The Richest Woman in America: Hetty Green in the Gilded Age Audiobook (Free) | AudioBooksLoft

The Richest Woman in America: Hetty Green in the Gilded Age Audiobook (Free)

Summary:

A captivating biography of America’s first woman tycoon, Hetty Green, the iconoclast who forged one of the greatest fortunes of her period.

No woman in the Gilded Age group made as much cash as Hetty Green. At the time of her loss of life in 1916, she was worth at least 100 million dollars, equal to more than 2 billion dollars today. A solid believer in women being financially independent, she offered valuable lessons for today’s times.
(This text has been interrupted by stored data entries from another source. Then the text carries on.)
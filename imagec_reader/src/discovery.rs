//! Asynchronous discovery of image files below the working directory.

use crate::registry::Decoder;
use log::{info, warn};
use std::{
	path::{Path, PathBuf},
	sync::{
		Arc, Mutex,
		atomic::{AtomicBool, Ordering},
	},
	thread,
};

/// One discovered image file together with its decoder family.
#[derive(Debug, Clone, PartialEq, Eq)]
pub struct FileInfoImages {
	pub path: PathBuf,
	pub decoder: Decoder,
}

impl FileInfoImages {
	/// `None` for files no decoder feels responsible for; those are
	/// skipped silently.
	pub fn parse(path: &Path) -> Option<FileInfoImages> {
		Decoder::from_path(path).map(|decoder| FileInfoImages {
			path: path.to_path_buf(),
			decoder,
		})
	}

	pub fn file_name(&self) -> String {
		self.path.file_stem().map(|s| s.to_string_lossy().to_string()).unwrap_or_default()
	}
}

#[derive(Default)]
struct Inner {
	files: Mutex<Vec<FileInfoImages>>,
	running: AtomicBool,
	stop: AtomicBool,
}

/// Watches one working directory and keeps the list of contained
/// images. The walk runs on a background thread; `is_running` reports
/// whether it is still busy.
#[derive(Clone, Default)]
pub struct WorkingDirectory {
	inner: Arc<Inner>,
}

impl WorkingDirectory {
	pub fn new() -> WorkingDirectory {
		WorkingDirectory::default()
	}

	/// Starts a fresh walk of `dir`. A previous walk is stopped first.
	/// `on_done` is invoked once the walk finished or was stopped.
	pub fn set_working_directory(&self, dir: PathBuf, on_done: impl FnOnce(usize) + Send + 'static) {
		self.stop();
		let inner = Arc::clone(&self.inner);
		inner.stop.store(false, Ordering::Release);
		inner.running.store(true, Ordering::Release);
		thread::spawn(move || {
			let mut files = Vec::new();
			walk(&dir, &inner.stop, &mut files);
			files.sort_by(|a, b| a.path.cmp(&b.path));
			info!("found {} images in {dir:?}", files.len());
			*inner.files.lock().expect("file list poisoned") = files;
			inner.running.store(false, Ordering::Release);
			let count = inner.files.lock().expect("file list poisoned").len();
			on_done(count);
		});
	}

	pub fn is_running(&self) -> bool {
		self.inner.running.load(Ordering::Acquire)
	}

	/// Requests the walk to stop and waits until it drained.
	pub fn stop(&self) {
		self.inner.stop.store(true, Ordering::Release);
		while self.is_running() {
			thread::yield_now();
		}
	}

	pub fn files(&self) -> Vec<FileInfoImages> {
		self.inner.files.lock().expect("file list poisoned").clone()
	}

	pub fn file_count(&self) -> usize {
		self.inner.files.lock().expect("file list poisoned").len()
	}

	pub fn file_at(&self, idx: usize) -> Option<FileInfoImages> {
		self.inner.files.lock().expect("file list poisoned").get(idx).cloned()
	}
}

fn walk(dir: &Path, stop: &AtomicBool, out: &mut Vec<FileInfoImages>) {
	let entries = match std::fs::read_dir(dir) {
		Ok(entries) => entries,
		Err(err) => {
			warn!("cannot read directory {dir:?}: {err}");
			return;
		}
	};
	for entry in entries.flatten() {
		if stop.load(Ordering::Acquire) {
			return;
		}
		let path = entry.path();
		if path.is_dir() {
			walk(&path, stop, out);
		} else if let Some(file) = FileInfoImages::parse(&path) {
			out.push(file);
		}
	}
}
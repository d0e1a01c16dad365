use crate::types::ChannelIndex;
use serde::{Deserialize, Serialize};

/// Declaration of one cross-channel pipeline step. Steps run in
/// declared order after all channels of a tile completed; each step's
/// output is inserted under its output channel before the next runs.
#[derive(Debug, Clone, PartialEq, Serialize, Deserialize)]
#[serde(tag = "type", rename_all = "camelCase")]
pub enum CrossChannelStep {
	/// Iteratively intersects the detections of the input channels and
	/// emits the surviving ROIs into the output channel.
	#[serde(rename_all = "camelCase")]
	Intersection {
		output_channel: ChannelIndex,
		input_channels: Vec<ChannelIndex>,
		min_intersection: f32,
	},
	/// Builds a voronoi tessellation over the centres of the valid
	/// detections of the points channel. Each cell is clipped by a disc
	/// of `max_radius` if positive.
	#[serde(rename_all = "camelCase")]
	Voronoi {
		output_channel: ChannelIndex,
		points_channel: ChannelIndex,
		max_radius: i32,
	},
}

impl CrossChannelStep {
	pub fn output_channel(&self) -> ChannelIndex {
		match self {
			CrossChannelStep::Intersection { output_channel, .. } | CrossChannelStep::Voronoi { output_channel, .. } => {
				*output_channel
			}
		}
	}

	/// Channels this step reads from.
	pub fn input_channels(&self) -> Vec<ChannelIndex> {
		match self {
			CrossChannelStep::Intersection { input_channels, .. } => input_channels.clone(),
			CrossChannelStep::Voronoi { points_channel, .. } => vec![*points_channel],
		}
	}
}

#[cfg(test)]
mod tests {
	use super::*;

	#[test]
	fn roundtrip() {
		let step = CrossChannelStep::Intersection {
			output_channel: ChannelIndex::A,
			input_channels: vec![ChannelIndex::Ch0, ChannelIndex::Ch1],
			min_intersection: 0.1,
		};
		let json = serde_json::to_string(&step).unwrap();
		let parsed: CrossChannelStep = serde_json::from_str(&json).unwrap();
		assert_eq!(parsed, step);
		assert!(json.contains("\"type\":\"intersection\""));
	}

	#[test]
	fn accessors() {
		let step = CrossChannelStep::Voronoi {
			output_channel: ChannelIndex::B,
			points_channel: ChannelIndex::Ch2,
			max_radius: -1,
		};
		assert_eq!(step.output_channel(), ChannelIndex::B);
		assert_eq!(step.input_channels(), vec![ChannelIndex::Ch2]);
	}
}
& about The Richest Female in America: Hetty Green in the Gilded Age group nbsp;Abandoned at beginning by her neurotic mom, scorned by her misogynist father, Hetty set out as a child to show her value. Following a simple rules of her wealthy Quaker father, she successfully spent her money and on the way proved to herself that she was wealthy and therefore worthy.

Never losing beliefs in America’s potential, she overlooked the herd mentality and had taken advantage of monetary panics and crises. When everybody else was selling, she bought railroads, real estate, and federal government bonds. So when individuals were buying and borrowing, she put her cash into cash and earned safe returns on her behalf dollars. Males mocked her and women scoffed at her frugal ways, but she switched her back and piled-up her profits, amassing a lot of money that supported businesses, churches, municipalities, as well as the town of NY itself.

She relished a challenge. When her aunt passed away and did not leave Hetty the lot of money she anticipated, she plunged right into a groundbreaking lawsuit that still resonates in laws schools and courts. When her husband defied her and sank her cash by himself risky interests, she threw him out and, marching right down to Wall structure Street, quickly comprised losing. Her independence, outspokenness, and disdain for the top crust earned her a status for harshness that endured for decades. Newspapers kept her in the headlines, linking her name with witches and miscreants. However those who understood her admired her warmth, her intelligence, and her wit.

Set throughout a amount of financial meltdown strikingly similar to our current one, acclaimed author Janet Wallach’s engrossing exploration of a fascinating lifestyle revives a rarely-mentioned queen of American fund.